The problem: Search the records below for the word "Some". Copy each line where it occurs.

Records to process:
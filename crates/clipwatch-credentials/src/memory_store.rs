use async_trait::async_trait;
use clipwatch_core::{ClipwatchError, Credential, Result};
use tokio::sync::RwLock;

use crate::CredentialStore;

/// In-process credential store for tests and for components that don't need
/// on-disk persistence (e.g. a test double platform client).
#[derive(Default)]
pub struct MemoryCredentialStore {
    inner: RwLock<Option<Credential>>,
}

impl MemoryCredentialStore {
    pub fn new(initial: Credential) -> Self {
        Self {
            inner: RwLock::new(Some(initial)),
        }
    }

    pub fn empty() -> Self {
        Self {
            inner: RwLock::new(None),
        }
    }
}

#[async_trait]
impl CredentialStore for MemoryCredentialStore {
    async fn load(&self) -> Result<Credential> {
        self.inner
            .read()
            .await
            .clone()
            .ok_or_else(|| ClipwatchError::CredentialMissing("no credential seeded".into()))
    }

    async fn save(&self, credential: &Credential) -> Result<()> {
        *self.inner.write().await = Some(credential.clone());
        Ok(())
    }
}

Output of the task:
            inner: RwLock::new(Some(initial)),
        *self.inner.write().await = Some(credential.clone());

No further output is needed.